• TASK DIRECTIONS
Work through the data line by line, gathering every line that has the word "baseline".
/---
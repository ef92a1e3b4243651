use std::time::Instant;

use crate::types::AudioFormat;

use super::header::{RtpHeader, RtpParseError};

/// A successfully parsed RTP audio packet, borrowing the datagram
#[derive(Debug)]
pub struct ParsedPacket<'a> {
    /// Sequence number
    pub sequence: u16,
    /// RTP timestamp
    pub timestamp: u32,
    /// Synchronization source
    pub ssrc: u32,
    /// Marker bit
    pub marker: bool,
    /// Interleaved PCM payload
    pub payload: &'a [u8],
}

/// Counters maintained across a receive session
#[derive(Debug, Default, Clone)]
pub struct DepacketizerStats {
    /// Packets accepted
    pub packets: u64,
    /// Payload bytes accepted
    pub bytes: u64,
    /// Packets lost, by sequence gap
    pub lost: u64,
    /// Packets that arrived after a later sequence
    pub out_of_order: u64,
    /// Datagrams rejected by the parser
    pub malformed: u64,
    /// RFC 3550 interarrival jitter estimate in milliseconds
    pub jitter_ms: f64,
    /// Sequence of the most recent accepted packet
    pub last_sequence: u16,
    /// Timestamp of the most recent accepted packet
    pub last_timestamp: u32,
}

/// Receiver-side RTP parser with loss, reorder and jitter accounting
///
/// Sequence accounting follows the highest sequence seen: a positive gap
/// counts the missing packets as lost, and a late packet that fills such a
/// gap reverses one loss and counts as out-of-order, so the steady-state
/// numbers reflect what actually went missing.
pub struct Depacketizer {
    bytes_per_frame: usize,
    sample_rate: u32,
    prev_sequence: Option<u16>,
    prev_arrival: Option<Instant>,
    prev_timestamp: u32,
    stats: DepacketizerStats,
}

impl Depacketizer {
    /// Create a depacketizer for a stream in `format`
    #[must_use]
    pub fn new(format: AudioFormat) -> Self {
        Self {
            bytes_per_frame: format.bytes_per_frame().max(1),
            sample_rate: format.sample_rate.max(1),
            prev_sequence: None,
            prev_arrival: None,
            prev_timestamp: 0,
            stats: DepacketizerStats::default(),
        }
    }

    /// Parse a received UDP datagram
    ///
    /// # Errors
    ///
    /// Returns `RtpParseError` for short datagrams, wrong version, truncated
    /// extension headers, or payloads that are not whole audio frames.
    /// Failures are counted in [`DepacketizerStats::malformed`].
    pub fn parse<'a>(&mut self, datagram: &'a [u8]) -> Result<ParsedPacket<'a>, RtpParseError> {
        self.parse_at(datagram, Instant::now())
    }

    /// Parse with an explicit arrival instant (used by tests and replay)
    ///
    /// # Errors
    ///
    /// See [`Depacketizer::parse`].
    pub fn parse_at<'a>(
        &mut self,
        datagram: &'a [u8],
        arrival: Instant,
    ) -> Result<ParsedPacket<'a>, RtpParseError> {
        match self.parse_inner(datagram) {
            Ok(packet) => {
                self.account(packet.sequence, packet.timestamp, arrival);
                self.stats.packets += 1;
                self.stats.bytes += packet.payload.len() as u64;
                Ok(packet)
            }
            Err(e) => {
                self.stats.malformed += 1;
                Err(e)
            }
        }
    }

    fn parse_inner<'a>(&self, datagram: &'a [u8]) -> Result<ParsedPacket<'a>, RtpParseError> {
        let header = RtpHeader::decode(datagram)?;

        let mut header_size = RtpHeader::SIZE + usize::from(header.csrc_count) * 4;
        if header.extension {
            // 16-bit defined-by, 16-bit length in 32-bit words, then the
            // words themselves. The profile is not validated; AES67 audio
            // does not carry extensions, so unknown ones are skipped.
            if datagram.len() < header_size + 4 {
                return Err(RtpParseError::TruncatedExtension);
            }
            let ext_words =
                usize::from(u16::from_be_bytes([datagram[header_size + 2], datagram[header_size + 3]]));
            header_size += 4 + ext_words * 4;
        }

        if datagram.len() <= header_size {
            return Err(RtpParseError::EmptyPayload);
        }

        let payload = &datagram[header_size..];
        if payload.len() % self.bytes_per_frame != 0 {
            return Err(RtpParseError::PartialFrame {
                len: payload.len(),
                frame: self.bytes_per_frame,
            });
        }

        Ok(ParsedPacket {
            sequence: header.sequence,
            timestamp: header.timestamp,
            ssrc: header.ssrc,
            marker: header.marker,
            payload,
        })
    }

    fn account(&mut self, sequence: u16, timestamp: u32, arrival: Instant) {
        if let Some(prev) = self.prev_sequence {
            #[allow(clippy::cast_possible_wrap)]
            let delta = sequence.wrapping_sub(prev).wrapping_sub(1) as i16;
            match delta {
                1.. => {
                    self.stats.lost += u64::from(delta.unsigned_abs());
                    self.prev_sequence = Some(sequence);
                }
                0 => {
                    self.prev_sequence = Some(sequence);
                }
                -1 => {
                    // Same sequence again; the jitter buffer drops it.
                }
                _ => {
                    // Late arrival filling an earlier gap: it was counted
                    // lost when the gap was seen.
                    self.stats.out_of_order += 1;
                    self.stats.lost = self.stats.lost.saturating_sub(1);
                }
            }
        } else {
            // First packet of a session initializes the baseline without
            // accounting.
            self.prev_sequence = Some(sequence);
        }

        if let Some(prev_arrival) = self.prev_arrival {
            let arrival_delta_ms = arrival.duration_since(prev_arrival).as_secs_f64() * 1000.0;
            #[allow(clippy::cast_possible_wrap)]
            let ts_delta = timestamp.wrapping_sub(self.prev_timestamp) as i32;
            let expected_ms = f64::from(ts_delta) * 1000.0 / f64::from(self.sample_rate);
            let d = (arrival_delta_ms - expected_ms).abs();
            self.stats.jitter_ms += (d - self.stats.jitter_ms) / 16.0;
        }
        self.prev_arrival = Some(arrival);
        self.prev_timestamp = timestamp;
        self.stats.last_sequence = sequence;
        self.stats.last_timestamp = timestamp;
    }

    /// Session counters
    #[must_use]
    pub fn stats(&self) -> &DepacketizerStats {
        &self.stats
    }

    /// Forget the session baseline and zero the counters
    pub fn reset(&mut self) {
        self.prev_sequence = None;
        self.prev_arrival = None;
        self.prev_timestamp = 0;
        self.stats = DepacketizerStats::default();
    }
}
\---
/---
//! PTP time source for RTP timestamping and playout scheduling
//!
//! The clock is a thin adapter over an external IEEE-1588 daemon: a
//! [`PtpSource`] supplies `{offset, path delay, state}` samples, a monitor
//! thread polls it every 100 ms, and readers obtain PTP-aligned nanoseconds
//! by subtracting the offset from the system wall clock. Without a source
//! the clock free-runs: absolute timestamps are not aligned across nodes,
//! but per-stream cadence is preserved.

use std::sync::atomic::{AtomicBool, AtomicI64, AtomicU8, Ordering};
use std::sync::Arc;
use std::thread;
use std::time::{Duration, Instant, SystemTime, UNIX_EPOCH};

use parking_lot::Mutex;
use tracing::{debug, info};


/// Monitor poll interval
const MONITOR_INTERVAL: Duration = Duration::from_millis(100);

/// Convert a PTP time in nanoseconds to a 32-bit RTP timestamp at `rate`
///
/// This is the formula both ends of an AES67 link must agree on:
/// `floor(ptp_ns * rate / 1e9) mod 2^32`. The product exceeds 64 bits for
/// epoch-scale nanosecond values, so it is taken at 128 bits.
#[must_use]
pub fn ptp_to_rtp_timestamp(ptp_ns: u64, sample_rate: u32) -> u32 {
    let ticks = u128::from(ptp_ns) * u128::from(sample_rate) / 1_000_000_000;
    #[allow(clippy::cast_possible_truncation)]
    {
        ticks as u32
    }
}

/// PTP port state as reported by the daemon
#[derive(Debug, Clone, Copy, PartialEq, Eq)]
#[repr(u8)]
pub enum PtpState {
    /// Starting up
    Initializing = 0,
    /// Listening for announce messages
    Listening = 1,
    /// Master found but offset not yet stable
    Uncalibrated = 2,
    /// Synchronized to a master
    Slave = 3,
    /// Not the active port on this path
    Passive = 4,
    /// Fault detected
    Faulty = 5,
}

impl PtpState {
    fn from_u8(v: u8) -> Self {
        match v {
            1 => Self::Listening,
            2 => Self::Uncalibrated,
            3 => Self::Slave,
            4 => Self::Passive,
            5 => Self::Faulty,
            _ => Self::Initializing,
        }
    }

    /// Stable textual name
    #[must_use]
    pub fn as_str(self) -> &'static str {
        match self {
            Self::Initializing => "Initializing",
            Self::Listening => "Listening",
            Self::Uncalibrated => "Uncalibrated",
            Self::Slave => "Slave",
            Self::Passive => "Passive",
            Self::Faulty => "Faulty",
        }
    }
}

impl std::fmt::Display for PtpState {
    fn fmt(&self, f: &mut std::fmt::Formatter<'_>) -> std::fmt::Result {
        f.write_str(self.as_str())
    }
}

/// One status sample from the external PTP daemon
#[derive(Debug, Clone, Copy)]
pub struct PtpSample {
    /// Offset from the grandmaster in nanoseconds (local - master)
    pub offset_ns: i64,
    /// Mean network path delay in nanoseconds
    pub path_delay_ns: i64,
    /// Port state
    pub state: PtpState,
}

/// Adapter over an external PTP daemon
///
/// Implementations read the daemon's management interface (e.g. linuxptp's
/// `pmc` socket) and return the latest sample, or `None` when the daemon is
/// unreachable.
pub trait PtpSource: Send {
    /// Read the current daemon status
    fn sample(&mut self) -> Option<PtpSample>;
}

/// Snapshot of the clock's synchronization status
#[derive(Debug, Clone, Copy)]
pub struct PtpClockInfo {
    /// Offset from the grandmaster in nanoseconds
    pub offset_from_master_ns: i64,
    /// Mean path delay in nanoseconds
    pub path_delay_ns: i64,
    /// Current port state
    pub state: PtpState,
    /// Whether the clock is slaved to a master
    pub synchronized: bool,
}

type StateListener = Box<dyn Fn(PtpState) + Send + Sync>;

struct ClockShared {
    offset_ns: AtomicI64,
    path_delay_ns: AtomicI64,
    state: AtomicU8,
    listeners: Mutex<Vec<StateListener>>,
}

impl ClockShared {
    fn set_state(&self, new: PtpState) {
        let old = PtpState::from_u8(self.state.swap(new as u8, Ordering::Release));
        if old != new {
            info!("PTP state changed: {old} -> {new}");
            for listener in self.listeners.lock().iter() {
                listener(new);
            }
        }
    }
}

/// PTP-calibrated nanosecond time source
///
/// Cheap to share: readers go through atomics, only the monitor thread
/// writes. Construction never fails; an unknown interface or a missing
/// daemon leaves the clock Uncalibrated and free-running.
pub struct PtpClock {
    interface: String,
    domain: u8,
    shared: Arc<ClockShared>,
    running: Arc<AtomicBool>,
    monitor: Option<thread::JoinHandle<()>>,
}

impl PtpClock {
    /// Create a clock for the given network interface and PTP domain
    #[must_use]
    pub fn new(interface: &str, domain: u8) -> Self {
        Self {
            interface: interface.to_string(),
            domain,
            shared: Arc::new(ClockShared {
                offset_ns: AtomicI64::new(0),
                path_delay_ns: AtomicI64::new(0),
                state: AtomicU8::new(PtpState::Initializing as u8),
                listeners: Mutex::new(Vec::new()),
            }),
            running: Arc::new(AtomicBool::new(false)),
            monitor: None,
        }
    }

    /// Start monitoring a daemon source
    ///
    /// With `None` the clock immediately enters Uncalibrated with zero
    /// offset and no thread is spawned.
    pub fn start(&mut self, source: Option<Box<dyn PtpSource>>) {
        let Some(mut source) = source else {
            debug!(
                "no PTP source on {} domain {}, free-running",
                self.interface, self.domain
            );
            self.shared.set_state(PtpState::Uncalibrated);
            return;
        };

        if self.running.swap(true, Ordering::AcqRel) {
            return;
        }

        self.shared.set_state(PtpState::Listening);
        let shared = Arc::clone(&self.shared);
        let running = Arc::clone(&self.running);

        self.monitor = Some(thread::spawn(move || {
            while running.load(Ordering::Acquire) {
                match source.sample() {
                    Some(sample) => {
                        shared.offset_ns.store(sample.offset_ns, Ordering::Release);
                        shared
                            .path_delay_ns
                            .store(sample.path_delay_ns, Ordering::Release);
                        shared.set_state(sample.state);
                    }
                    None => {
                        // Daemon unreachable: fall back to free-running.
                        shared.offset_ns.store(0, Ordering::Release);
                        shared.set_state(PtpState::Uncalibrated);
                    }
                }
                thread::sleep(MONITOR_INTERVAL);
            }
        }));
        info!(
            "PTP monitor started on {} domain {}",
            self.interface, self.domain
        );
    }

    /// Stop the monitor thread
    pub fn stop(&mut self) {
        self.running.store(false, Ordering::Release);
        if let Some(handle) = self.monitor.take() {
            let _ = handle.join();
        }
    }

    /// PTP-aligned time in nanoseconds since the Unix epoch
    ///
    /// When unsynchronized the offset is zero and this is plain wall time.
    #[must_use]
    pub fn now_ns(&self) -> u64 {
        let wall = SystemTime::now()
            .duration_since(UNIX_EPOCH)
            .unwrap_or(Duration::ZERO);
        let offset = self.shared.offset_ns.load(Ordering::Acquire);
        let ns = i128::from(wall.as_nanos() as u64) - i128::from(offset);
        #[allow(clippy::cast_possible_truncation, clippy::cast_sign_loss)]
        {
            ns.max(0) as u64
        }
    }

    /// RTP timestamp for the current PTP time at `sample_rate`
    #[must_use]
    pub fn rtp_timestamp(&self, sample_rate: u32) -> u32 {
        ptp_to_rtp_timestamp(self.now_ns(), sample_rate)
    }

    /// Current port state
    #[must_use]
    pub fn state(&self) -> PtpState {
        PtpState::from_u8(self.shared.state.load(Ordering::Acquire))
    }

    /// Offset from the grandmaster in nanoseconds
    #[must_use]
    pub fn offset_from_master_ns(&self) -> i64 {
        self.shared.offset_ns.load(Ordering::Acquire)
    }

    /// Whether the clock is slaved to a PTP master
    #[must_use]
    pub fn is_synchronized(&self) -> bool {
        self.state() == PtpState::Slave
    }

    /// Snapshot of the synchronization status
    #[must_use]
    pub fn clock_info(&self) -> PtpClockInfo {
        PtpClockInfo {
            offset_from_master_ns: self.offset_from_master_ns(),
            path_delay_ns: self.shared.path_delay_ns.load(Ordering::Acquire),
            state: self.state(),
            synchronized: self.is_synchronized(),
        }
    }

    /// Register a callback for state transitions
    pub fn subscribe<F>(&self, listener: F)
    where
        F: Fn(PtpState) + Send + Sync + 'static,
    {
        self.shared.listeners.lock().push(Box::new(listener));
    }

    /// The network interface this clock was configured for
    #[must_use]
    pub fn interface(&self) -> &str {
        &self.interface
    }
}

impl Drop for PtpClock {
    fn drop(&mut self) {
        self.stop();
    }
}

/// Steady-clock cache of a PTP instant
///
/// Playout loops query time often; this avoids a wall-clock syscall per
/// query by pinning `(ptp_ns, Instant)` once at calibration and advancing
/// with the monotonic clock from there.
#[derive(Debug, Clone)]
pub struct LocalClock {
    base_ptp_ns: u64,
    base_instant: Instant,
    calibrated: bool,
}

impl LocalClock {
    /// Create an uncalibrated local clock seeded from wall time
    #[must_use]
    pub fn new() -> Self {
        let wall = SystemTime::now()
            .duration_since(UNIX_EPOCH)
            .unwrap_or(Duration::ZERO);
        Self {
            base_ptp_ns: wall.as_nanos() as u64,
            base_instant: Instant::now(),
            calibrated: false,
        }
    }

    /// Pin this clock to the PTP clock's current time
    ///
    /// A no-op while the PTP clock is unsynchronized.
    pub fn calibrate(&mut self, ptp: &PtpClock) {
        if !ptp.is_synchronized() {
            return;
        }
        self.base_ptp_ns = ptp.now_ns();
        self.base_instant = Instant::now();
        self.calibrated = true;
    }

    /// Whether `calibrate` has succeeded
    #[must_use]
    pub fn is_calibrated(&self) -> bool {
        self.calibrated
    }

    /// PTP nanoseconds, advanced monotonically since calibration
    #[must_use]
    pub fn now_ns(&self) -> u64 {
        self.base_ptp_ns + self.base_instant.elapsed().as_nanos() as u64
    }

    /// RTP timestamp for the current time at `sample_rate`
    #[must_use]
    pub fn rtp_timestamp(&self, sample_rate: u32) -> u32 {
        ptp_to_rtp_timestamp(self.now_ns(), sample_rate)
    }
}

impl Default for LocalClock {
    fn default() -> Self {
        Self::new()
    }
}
\---
• SOLUTION TO THIS PROBLEM
            // First packet of a session initializes the baseline without
    /// Forget the session baseline and zero the counters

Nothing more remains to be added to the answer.